We could talk about Trump’s obvious desire for Russia to destroy and occupy all of Ukraine. We could mention his willingness to destroy Gaza instead of supporting a sustainable solution that would not be condemned by our allies and adversaries alike. We could point to the continual breakdown and weakening of our alliances, but you’ve heard that for months, and most of us continue to cower in the shadows hoping all this will go away.
If all of the above hasn’t moved Democrats, Independents, and what remains of principled Republicans to united opposition, or to inspire someone other than Gavin Newsom to grab the reins of leadership, today’s horrific events might. Open any news website today, and you’ll see a perfect example of how a leader who bases decisions on strength rather than the weakness of an insecure narcissist behaves.
Trump’s imitation of a world-dominating strong man looks pathetic compared to the way Chinese President Xi Jinping seized the moment. Rather than be intimidated by Trump’s threats, Xi simply ignored him and played for time as he laid plans for his own version of a new world order run by real strong men who care more about strengthening their countries than gratifying their egos. Xi is hosting a summit in Tianjin, China whose intent is to nullify Trump and create a mutually beneficial economic bloc that excludes and greatly weakens the United States.
The summit is Xi and Vladimir Putin’s push to enlist like-minded autocrats throughout Asia, Eastern Europe, and the Middle East to unite in opposition against Trump, and by implication, us. Look at who will be there: North Korea’s Kim Jong Un, Myanmar’s Min Aung Hlaing, Serbia’s Aleksandar Vucic, and Slovakia’s Robert Fico.
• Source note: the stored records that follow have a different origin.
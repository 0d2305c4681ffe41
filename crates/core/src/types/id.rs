//! Newtype IDs for type-safe entity references.
//!
//! The backend hands out opaque string identifiers (`_id`). Use the
//! `define_id!` macro to wrap them so an account id can never be passed where
//! a shop id is expected.

/// Macro to define a type-safe string ID wrapper.
///
/// Creates a newtype wrapper around `String` with:
/// - `Serialize`/`Deserialize` with `#[serde(transparent)]`
/// - `Debug`, `Clone`, `PartialEq`, `Eq`, `Hash`, `PartialOrd`, `Ord`
/// - Conversion methods: `new()`, `as_str()`, `into_inner()`
/// - `From<String>`, `From<&str>` and `Display` implementations
///
/// # Example
///
/// ```rust
/// # use mapfood_core::define_id;
/// define_id!(TableId);
/// define_id!(WaiterId);
///
/// let table = TableId::new("t-1");
/// let waiter = WaiterId::new("t-1");
///
/// assert_eq!(table.as_str(), waiter.as_str());
/// // These are different types, so this won't compile:
/// // let _: TableId = waiter;
/// ```
#[macro_export]
macro_rules! define_id {
    ($name:ident) => {
        #[derive(
            Debug,
            Clone,
            PartialEq,
            Eq,
            Hash,
            PartialOrd,
            Ord,
            ::serde::Serialize,
            ::serde::Deserialize
        )]
        #[serde(transparent)]
        pub struct $name(String);

        impl $name {
            /// Create a new ID from any string-like value.
            #[must_use]
            pub fn new(id: impl Into<String>) -> Self {
                Self(id.into())
            }

            /// Borrow the underlying identifier.
            #[must_use]
            pub fn as_str(&self) -> &str {
                &self.0
            }

            /// Consume the ID and return the inner string.
            #[must_use]
            pub fn into_inner(self) -> String {
                self.0
            }
        }

        impl ::core::fmt::Display for $name {
            fn fmt(&self, f: &mut ::core::fmt::Formatter<'_>) -> ::core::fmt::Result {
                f.write_str(&self.0)
            }
        }

        impl From<String> for $name {
            fn from(id: String) -> Self {
                Self(id)
            }
        }

        impl From<&str> for $name {
            fn from(id: &str) -> Self {
                Self(id.to_owned())
            }
        }

        impl AsRef<str> for $name {
            fn as_ref(&self) -> &str {
                &self.0
            }
        }
    };
}

define_id!(AccountId);
define_id!(UserId);
define_id!(RoleId);
define_id!(ShopId);
define_id!(FoodId);
define_id!(CategoryId);
define_id!(OrderId);
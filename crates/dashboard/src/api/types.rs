//! Request and response records of the backend endpoints.

use std::collections::BTreeMap;

use chrono::Datelike;
use mapfood_core::entity::{Account, Shop};
use mapfood_core::query::QuerySnapshot;
use serde::{Deserialize, Serialize, de::DeserializeOwned};
use thiserror::Error;

use super::{ApiError, DecodeError};

const fn one() -> u32 {
    1
}

/// Query parameters of a paged listing endpoint.
///
/// Only meaningful values are carried: no `search` when the term is blank and
/// no filter whose value is the default `all`.
#[derive(Debug, Clone, PartialEq, Eq)]
pub struct ListParams {
    pub page: u32,
    pub search: Option<String>,
    pub filters: BTreeMap<String, String>,
}

impl ListParams {
    /// First page, no search, no filters.
    #[must_use]
    pub const fn first_page() -> Self {
        Self {
            page: 1,
            search: None,
            filters: BTreeMap::new(),
        }
    }

    /// Value of a non-default filter.
    #[must_use]
    pub fn filter(&self, key: &str) -> Option<&str> {
        self.filters.get(key).map(String::as_str)
    }

    /// Pairs for the request's query string.
    #[must_use]
    pub fn to_query(&self) -> Vec<(String, String)> {
        let mut query = vec![("page".to_string(), self.page.to_string())];
        if let Some(search) = &self.search {
            query.push(("search".to_string(), search.clone()));
        }
        query.extend(self.filters.iter().map(|(k, v)| (k.clone(), v.clone())));
        query
    }
}

impl From<&QuerySnapshot> for ListParams {
    fn from(snapshot: &QuerySnapshot) -> Self {
        Self {
            page: snapshot.page,
            search: snapshot.search_term().map(str::to_string),
            filters: snapshot
                .filters
                .keys()
                .filter_map(|k| snapshot.filter(k).map(|v| (k.clone(), v.to_string())))
                .collect(),
        }
    }
}

/// Response of `GET admin/listAccount`.
#[derive(Debug, Clone, Deserialize)]
pub struct AccountPage {
    #[serde(default)]
    pub accounts: Vec<Account>,
    #[serde(rename = "totalPages", default = "one")]
    pub total_pages: u32,
}

/// Response of `GET admin/listShops`.
#[derive(Debug, Clone, Deserialize)]
pub struct ShopPage {
    #[serde(default)]
    pub shops: Vec<Shop>,
    #[serde(rename = "totalPages", default = "one")]
    pub total_pages: u32,
    #[serde(rename = "currentPage", default = "one")]
    pub current_page: u32,
}

/// `{success, data, message}` wrapper used by the owner and order endpoints.
#[derive(Debug, Clone, Deserialize)]
pub struct Envelope<T> {
    #[serde(default)]
    pub success: bool,
    pub data: Option<T>,
    pub message: Option<String>,
}

impl<T> Envelope<T> {
    /// The payload of a successful envelope.
    ///
    /// # Errors
    ///
    /// `Rejected` when `success` is false, `Decode` when a successful
    /// envelope carries no `data`.
    pub fn into_data(self, endpoint: &str) -> Result<T, ApiError> {
        if !self.success {
            return Err(self.rejection());
        }
        self.data.ok_or_else(|| {
            ApiError::Decode(DecodeError {
                endpoint: endpoint.to_string(),
                source: <serde_json::Error as serde::de::Error>::missing_field("data"),
            })
        })
    }

    /// Check the `success` flag, ignoring any payload.
    ///
    /// # Errors
    ///
    /// `Rejected` when `success` is false.
    pub fn into_ack(self) -> Result<(), ApiError> {
        if self.success { Ok(()) } else { Err(self.rejection()) }
    }

    fn rejection(self) -> ApiError {
        ApiError::Rejected(
            self.message
                .filter(|m| !m.trim().is_empty())
                .unwrap_or_else(|| "request rejected by server".to_string()),
        )
    }
}

/// Decode `body` as `T`, naming `endpoint` on failure.
///
/// # Errors
///
/// Returns `ApiError::Decode` when the body does not match `T`.
pub fn decode<T: DeserializeOwned>(endpoint: &str, body: &[u8]) -> Result<T, ApiError> {
    serde_json::from_slice(body).map_err(|source| {
        ApiError::Decode(DecodeError {
            endpoint: endpoint.to_string(),
            source,
        })
    })
}

/// A month outside 1-12.
#[derive(Debug, Clone, Copy, PartialEq, Eq, Error)]
#[error("invalid month: {0} (expected 1-12)")]
pub struct InvalidPeriod(pub u32);

/// One calendar month of revenue.
#[derive(Debug, Clone, Copy, PartialEq, Eq, Hash, Serialize)]
pub struct RevenuePeriod {
    month: u32,
    year: i32,
}

impl RevenuePeriod {
    /// # Errors
    ///
    /// Returns `InvalidPeriod` unless `month` is within 1-12.
    pub const fn new(month: u32, year: i32) -> Result<Self, InvalidPeriod> {
        if month >= 1 && month <= 12 {
            Ok(Self { month, year })
        } else {
            Err(InvalidPeriod(month))
        }
    }

    /// The current month in local time.
    #[must_use]
    pub fn current() -> Self {
        let today = chrono::Local::now().date_naive();
        Self {
            month: today.month(),
            year: today.year(),
        }
    }

    #[must_use]
    pub const fn month(&self) -> u32 {
        self.month
    }

    #[must_use]
    pub const fn year(&self) -> i32 {
        self.year
    }
}

impl std::fmt::Display for RevenuePeriod {
    fn fmt(&self, f: &mut std::fmt::Formatter<'_>) -> std::fmt::Result {
        write!(f, "{:02}/{}", self.month, self.year)
    }
}

/// Body of `POST orders/cancel/{id}`.
#[derive(Debug, Clone, Default, PartialEq, Eq, Serialize)]
pub struct CancelOrderRequest {
    #[serde(rename = "cancelReason", skip_serializing_if = "Option::is_none")]
    pub cancel_reason: Option<String>,
}

impl CancelOrderRequest {
    /// A blank reason is sent as no reason at all.
    #[must_use]
    pub fn new(reason: Option<&str>) -> Self {
        Self {
            cancel_reason: reason
                .map(str::trim)
                .filter(|r| !r.is_empty())
                .map(str::to_string),
        }
    }
}

#[cfg(test)]
#[allow(clippy::unwrap_used)]
mod tests {
    use mapfood_core::query::{FILTER_ALL, QueryState};

    use super::*;

    #[test]
    fn test_list_params_omit_defaults() {
        let mut query = QueryState::new()
            .with_filter("role", FILTER_ALL)
            .with_filter("status", FILTER_ALL);
        let params = ListParams::from(&query.snapshot());
        assert_eq!(params, ListParams::first_page());
        assert_eq!(params.to_query(), vec![("page".to_string(), "1".to_string())]);

        query.set_search("  pho ");
        query.set_filter("status", "ACTIVE");
        let params = ListParams::from(&query.snapshot());
        assert_eq!(params.search.as_deref(), Some("pho"));
        assert_eq!(params.filter("status"), Some("ACTIVE"));
        assert_eq!(params.filter("role"), None);
    }

    #[test]
    fn test_account_page_defaults_total_pages() {
        let page: AccountPage = serde_json::from_str(r#"{"accounts": []}"#).unwrap();
        assert_eq!(page.total_pages, 1);
    }

    #[test]
    fn test_envelope_rejection_and_missing_data() {
        let rejected: Envelope<Vec<u32>> =
            serde_json::from_str(r#"{"success": false, "message": "shop not found"}"#).unwrap();
        let err = rejected.into_data("owner/u1/foods").unwrap_err();
        assert!(matches!(err, ApiError::Rejected(ref m) if m == "shop not found"));

        let empty: Envelope<Vec<u32>> = serde_json::from_str(r#"{"success": true}"#).unwrap();
        let err = empty.into_data("owner/u1/foods").unwrap_err();
        assert!(matches!(err, ApiError::Decode(ref d) if d.endpoint == "owner/u1/foods"));

        let ok: Envelope<Vec<u32>> =
            serde_json::from_str(r#"{"success": true, "data": [1, 2]}"#).unwrap();
        assert_eq!(ok.into_data("x").unwrap(), vec![1, 2]);
    }

    #[test]
    fn test_decode_reports_endpoint() {
        let err = decode::<AccountPage>("admin/listAccount", br#"{"accounts": 7}"#).unwrap_err();
        assert!(matches!(err, ApiError::Decode(ref d) if d.endpoint == "admin/listAccount"));
    }

    #[test]
    fn test_revenue_period_bounds() {
        assert!(RevenuePeriod::new(0, 2025).is_err());
        assert!(RevenuePeriod::new(13, 2025).is_err());
        let period = RevenuePeriod::new(3, 2025).unwrap();
        assert_eq!(period.to_string(), "03/2025");
        let current = RevenuePeriod::current();
        assert!((1..=12).contains(&current.month()));
    }

    #[test]
    fn test_cancel_request_body() {
        let body = serde_json::to_value(CancelOrderRequest::new(Some("  "))).unwrap();
        assert_eq!(body, serde_json::json!({}));

        let body = serde_json::to_value(CancelOrderRequest::new(Some("ordered twice"))).unwrap();
        assert_eq!(body, serde_json::json!({"cancelReason": "ordered twice"}));
    }
}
The biggest prize is Indian Prime Minister Modi, who has been courted by every administration since George W. Bush’s, and whom Trump hurt with a punishing tariff that appears to be the result of Trump’s chaos.
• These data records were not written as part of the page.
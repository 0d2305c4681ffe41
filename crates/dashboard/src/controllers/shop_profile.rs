//! The store director's own shop profile.

use std::sync::Arc;

use mapfood_core::UserId;
use mapfood_core::entity::Shop;
use mapfood_core::query::{QuerySnapshot, QueryState};
use mapfood_core::validation::ShopForm;
use tracing::instrument;

use crate::api::{ApiError, BackendApi};
use crate::error::{FetchError, MutationError};
use crate::listing::{FetchOutcome, ListingController, ListingSource, Page};
use crate::mutation::{Mutation, MutationOutcome, Reconcile};
use crate::notify::Notifier;
use crate::session::CurrentUser;

/// The one shop owned by the signed-in user.
pub struct ProfileSource<B> {
    api: Arc<B>,
    owner: UserId,
}

impl<B: BackendApi> ListingSource<Shop> for ProfileSource<B> {
    const LOCAL_QUERY: bool = true;

    async fn fetch(&self, _query: &QuerySnapshot) -> Result<Page<Shop>, ApiError> {
        let shop = self.api.owner_shop(&self.owner).await?;
        Ok(Page::single(vec![shop]))
    }
}

pub struct ShopProfileController<B: BackendApi> {
    api: Arc<B>,
    owner: UserId,
    listing: ListingController<Shop, ProfileSource<B>>,
}

impl<B: BackendApi> ShopProfileController<B> {
    #[must_use]
    pub fn new(api: Arc<B>, user: &CurrentUser, notifier: Arc<dyn Notifier>) -> Self {
        let source = ProfileSource {
            api: api.clone(),
            owner: user.id.clone(),
        };
        Self {
            listing: ListingController::new(source, QueryState::new(), notifier),
            owner: user.id.clone(),
            api,
        }
    }

    /// # Errors
    ///
    /// See [`ListingController::load`].
    pub async fn load(&self) -> Result<FetchOutcome, FetchError> {
        self.listing.load().await
    }

    /// The loaded profile.
    pub async fn shop(&self) -> Option<Shop> {
        self.listing.items().await.into_iter().next()
    }

    #[must_use]
    pub fn is_loading(&self) -> bool {
        self.listing.is_loading()
    }

    /// Prefilled edit form, once the profile is loaded.
    pub async fn form(&self) -> Option<ShopForm> {
        self.shop().await.map(|shop| ShopForm::from_shop(&shop, false))
    }

    /// Validate and save the form, merging the sent fields into the held
    /// profile on success.
    ///
    /// # Errors
    ///
    /// `Invalid` when the form does not validate (nothing is sent),
    /// `NotLoaded` before the profile has loaded, otherwise see
    /// [`ListingController::mutate`].
    #[instrument(skip(self, form), fields(owner_id = %self.owner))]
    pub async fn edit(&self, form: &ShopForm) -> Result<MutationOutcome, MutationError> {
        let patch = form.validate()?;
        let Some(shop) = self.shop().await else {
            return Err(self.listing.refuse(MutationError::NotLoaded {
                kind: "shop profile",
                id: self.owner.to_string(),
            }));
        };

        let mutation = Mutation::new(shop.id, Reconcile::Patch(patch.clone()))
            .with_messages("Shop profile updated", "Could not update shop profile");
        self.listing
            .mutate(mutation, self.api.update_owner_shop(&self.owner, &patch))
            .await
    }

    pub fn dispose(&self) {
        self.listing.dispose();
    }
}

#[cfg(test)]
#[allow(clippy::unwrap_used)]
mod tests {
    use mapfood_core::ShopStatus;

    use super::*;
    use crate::controllers::testing::StubBackend;
    use crate::notify::{MemoryNotifier, Toast};

    fn shop() -> Shop {
        serde_json::from_value(serde_json::json!({
            "_id": "s1",
            "name": "Pho Hoa",
            "description": "Since 1968",
            "address": {
                "street": "260C Pasteur", "ward": "8", "district": "3",
                "city": "HCM", "province": "South"
            },
            "phone": "0283829794",
            "img": "https://img.example.com/pho.png",
            "rating": 4.5,
            "status": "ACTIVE"
        }))
        .unwrap()
    }

    #[tokio::test]
    async fn test_edit_merges_sent_fields() {
        let api = Arc::new(StubBackend::default());
        api.shops.lock().unwrap().push(shop());
        let notifier = Arc::new(MemoryNotifier::new());
        let user = CurrentUser::new("owner-1", None);
        let controller = ShopProfileController::new(api.clone(), &user, notifier.clone());

        assert!(controller.edit(&ShopForm::default()).await.is_err());
        controller.load().await.unwrap();

        let mut form = controller.form().await.unwrap();
        form.name = "Pho Hoa Pasteur".to_owned();
        controller.edit(&form).await.unwrap();

        let held = controller.shop().await.unwrap();
        assert_eq!(held.name, "Pho Hoa Pasteur");
        assert_eq!(held.rating, Some(4.5));
        assert_eq!(held.status, ShopStatus::Active);
        assert_eq!(api.calls().last().unwrap(), "update_owner_shop owner-1");
        assert_eq!(notifier.drain(), vec![Toast::success("Shop profile updated")]);
    }

    #[tokio::test]
    async fn test_not_loaded_is_refused() {
        let api = Arc::new(StubBackend::default());
        let controller =
            ShopProfileController::new(api, &CurrentUser::new("owner-1", None), Arc::new(MemoryNotifier::new()));
        let mut form = ShopForm::from_shop(&shop(), false);
        form.name = "Renamed".to_owned();

        let err = controller.edit(&form).await.unwrap_err();
        assert!(matches!(err, MutationError::NotLoaded { .. }));
    }
}
//! Transient user notifications ("toasts").
//!
//! Every mutation outcome and every failed fetch of the current query ends
//! up here exactly once. [`TracingNotifier`] writes them to the log;
//! [`MemoryNotifier`] keeps them for a front end to render.

use std::sync::{Mutex, PoisonError};

use tracing::{error, info};

/// Severity of a toast.
#[derive(Debug, Clone, Copy, PartialEq, Eq, Hash)]
pub enum ToastLevel {
    Success,
    Error,
    Info,
}

/// One notification.
#[derive(Debug, Clone, PartialEq, Eq)]
pub struct Toast {
    pub level: ToastLevel,
    pub message: String,
}

impl Toast {
    #[must_use]
    pub fn success(message: impl Into<String>) -> Self {
        Self {
            level: ToastLevel::Success,
            message: message.into(),
        }
    }

    #[must_use]
    pub fn error(message: impl Into<String>) -> Self {
        Self {
            level: ToastLevel::Error,
            message: message.into(),
        }
    }

    #[must_use]
    pub fn info(message: impl Into<String>) -> Self {
        Self {
            level: ToastLevel::Info,
            message: message.into(),
        }
    }
}

impl std::fmt::Display for Toast {
    fn fmt(&self, f: &mut std::fmt::Formatter<'_>) -> std::fmt::Result {
        let tag = match self.level {
            ToastLevel::Success => "ok",
            ToastLevel::Error => "error",
            ToastLevel::Info => "info",
        };
        write!(f, "[{tag}] {}", self.message)
    }
}

/// Sink for toasts.
pub trait Notifier: Send + Sync {
    fn notify(&self, toast: Toast);
}

/// Emits every toast as a tracing event.
#[derive(Debug, Clone, Copy, Default)]
pub struct TracingNotifier;

impl Notifier for TracingNotifier {
    fn notify(&self, toast: Toast) {
        match toast.level {
            ToastLevel::Error => error!(toast = %toast.message, "Notification"),
            ToastLevel::Success | ToastLevel::Info => info!(toast = %toast.message, "Notification"),
        }
    }
}

/// Collects toasts in memory.
#[derive(Debug, Default)]
pub struct MemoryNotifier {
    toasts: Mutex<Vec<Toast>>,
}

impl MemoryNotifier {
    #[must_use]
    pub fn new() -> Self {
        Self::default()
    }

    /// Remove and return everything collected so far.
    pub fn drain(&self) -> Vec<Toast> {
        std::mem::take(&mut *self.toasts.lock().unwrap_or_else(PoisonError::into_inner))
    }

    /// Copy of everything collected so far.
    #[must_use]
    pub fn toasts(&self) -> Vec<Toast> {
        self.toasts
            .lock()
            .unwrap_or_else(PoisonError::into_inner)
            .clone()
    }
}

impl Notifier for MemoryNotifier {
    fn notify(&self, toast: Toast) {
        self.toasts
            .lock()
            .unwrap_or_else(PoisonError::into_inner)
            .push(toast);
    }
}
Why would he signal to the world that he supports Putin’s war against Ukraine, and then alienate the world’s largest democracy by punishing them for buying Russian oil? Add to the mix Iran, Pakistan, Belarus, Kazakhstan, Kyrgyzstan, Tajikistan, and Uzbekistan, and what could emerge this week is a formidable anti-American bloc of nations united against us.
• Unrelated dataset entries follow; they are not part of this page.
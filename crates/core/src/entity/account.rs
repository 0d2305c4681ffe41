//! Marketplace accounts as listed by the admin dashboard.

use chrono::{DateTime, Utc};
use serde::{Deserialize, Serialize};

use super::Resource;
use crate::types::{AccountId, AccountStatus, RoleId, RoleName};

/// A login account and its attached user profile.
#[derive(Debug, Clone, PartialEq, Serialize, Deserialize)]
pub struct Account {
    #[serde(rename = "_id")]
    pub id: AccountId,
    pub email: String,
    #[serde(rename = "role_id", default)]
    pub role: Option<RoleRef>,
    pub status: AccountStatus,
    #[serde(default)]
    pub email_verified: bool,
    #[serde(default)]
    pub user: Option<AccountProfile>,
    #[serde(rename = "createdAt", default)]
    pub created_at: Option<DateTime<Utc>>,
}

/// The user profile attached to an account.
#[derive(Debug, Clone, Default, PartialEq, Eq, Serialize, Deserialize)]
pub struct AccountProfile {
    #[serde(default)]
    pub full_name: Option<String>,
    #[serde(default)]
    pub phone: Option<String>,
}

/// Populated role reference.
#[derive(Debug, Clone, PartialEq, Eq, Serialize, Deserialize)]
pub struct RoleRef {
    #[serde(rename = "_id")]
    pub id: RoleId,
    #[serde(default)]
    pub name: Option<RoleName>,
}

impl Account {
    /// Full name from the profile, if any.
    #[must_use]
    pub fn full_name(&self) -> Option<&str> {
        self.user.as_ref()?.full_name.as_deref()
    }

    /// Phone number from the profile, if any.
    #[must_use]
    pub fn phone(&self) -> Option<&str> {
        self.user.as_ref()?.phone.as_deref()
    }

    /// Name used in confirmations: full name, falling back to the email.
    #[must_use]
    pub fn display_name(&self) -> &str {
        self.full_name()
            .filter(|name| !name.is_empty())
            .unwrap_or(&self.email)
    }
}

/// Body of `PUT /admin/updateAccount/{id}`.
///
/// Only the fields that changed are sent.
#[derive(Debug, Clone, Default, PartialEq, Eq, Serialize)]
pub struct AccountPatch {
    #[serde(skip_serializing_if = "Option::is_none")]
    pub full_name: Option<String>,
    #[serde(skip_serializing_if = "Option::is_none")]
    pub status: Option<AccountStatus>,
}

impl AccountPatch {
    /// A patch that only changes the status.
    #[must_use]
    pub const fn status(status: AccountStatus) -> Self {
        Self {
            full_name: None,
            status: Some(status),
        }
    }

    /// Whether the patch carries no field at all.
    #[must_use]
    pub const fn is_empty(&self) -> bool {
        self.full_name.is_none() && self.status.is_none()
    }
}

impl Resource for Account {
    type Id = AccountId;
    type Patch = AccountPatch;

    const KIND: &'static str = "account";

    fn id(&self) -> &AccountId {
        &self.id
    }

    fn apply_patch(&mut self, patch: &AccountPatch) {
        if let Some(status) = patch.status {
            self.status = status;
        }
        if let Some(full_name) = &patch.full_name {
            self.user.get_or_insert_with(AccountProfile::default).full_name =
                Some(full_name.clone());
        }
    }
}

#[cfg(test)]
#[allow(clippy::unwrap_used)]
mod tests {
    use super::*;

    fn sample() -> Account {
        serde_json::from_value(serde_json::json!({
            "_id": "a1",
            "email": "lan@example.com",
            "role_id": {"_id": "68e44bdbd727678bb4233108", "name": "CUSTOMER"},
            "status": "ACTIVE",
            "email_verified": true,
            "user": {"full_name": "Nguyen Lan", "phone": "0901234567"},
            "createdAt": "2025-10-01T08:30:00Z"
        }))
        .unwrap()
    }

    #[test]
    fn test_decodes_backend_shape() {
        let account = sample();
        assert_eq!(account.id.as_str(), "a1");
        assert_eq!(account.full_name(), Some("Nguyen Lan"));
        assert_eq!(account.phone(), Some("0901234567"));
        assert_eq!(account.role.unwrap().name, Some(RoleName::Customer));
    }

    #[test]
    fn test_status_patch_leaves_other_fields() {
        let before = sample();
        let mut after = before.clone();
        after.apply_patch(&AccountPatch::status(AccountStatus::Pending));

        assert_eq!(after.status, AccountStatus::Pending);
        assert_eq!(after.email, before.email);
        assert_eq!(after.user, before.user);
        assert_eq!(after.role, before.role);
        assert_eq!(after.created_at, before.created_at);
    }

    #[test]
    fn test_name_patch_creates_missing_profile() {
        let mut account = sample();
        account.user = None;
        account.apply_patch(&AccountPatch {
            full_name: Some("Tran Minh".to_owned()),
            status: None,
        });
        assert_eq!(account.full_name(), Some("Tran Minh"));
        assert_eq!(account.status, AccountStatus::Active);
    }

    #[test]
    fn test_patch_serializes_only_sent_fields() {
        let json = serde_json::to_value(AccountPatch::status(AccountStatus::Pending)).unwrap();
        assert_eq!(json, serde_json::json!({"status": "PENDING"}));
    }

    #[test]
    fn test_display_name_falls_back_to_email() {
        let mut account = sample();
        account.user = None;
        assert_eq!(account.display_name(), "lan@example.com");
    }
}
Since Trump has also gone out of his way to alienate Europe, Canada, and Mexico, where does that leave America’s role in international trade? Look at how much of what you purchase every day comes from a country that Trump has alienated and what those things will cost a year from now.
If that’s not horrifying enough, don’t forget that Trump publicly and transparently made it clear that he intends to rig the 2026 midterm elections, and if he can’t assure a MAGA victory, he’ll find a pretext to cancel them. The Supreme Court has shown no inclination to stop him.
If not now, America, when? It may already be too late, but every day without serious, organized, opposition leadership pushes us closer to the tipping point.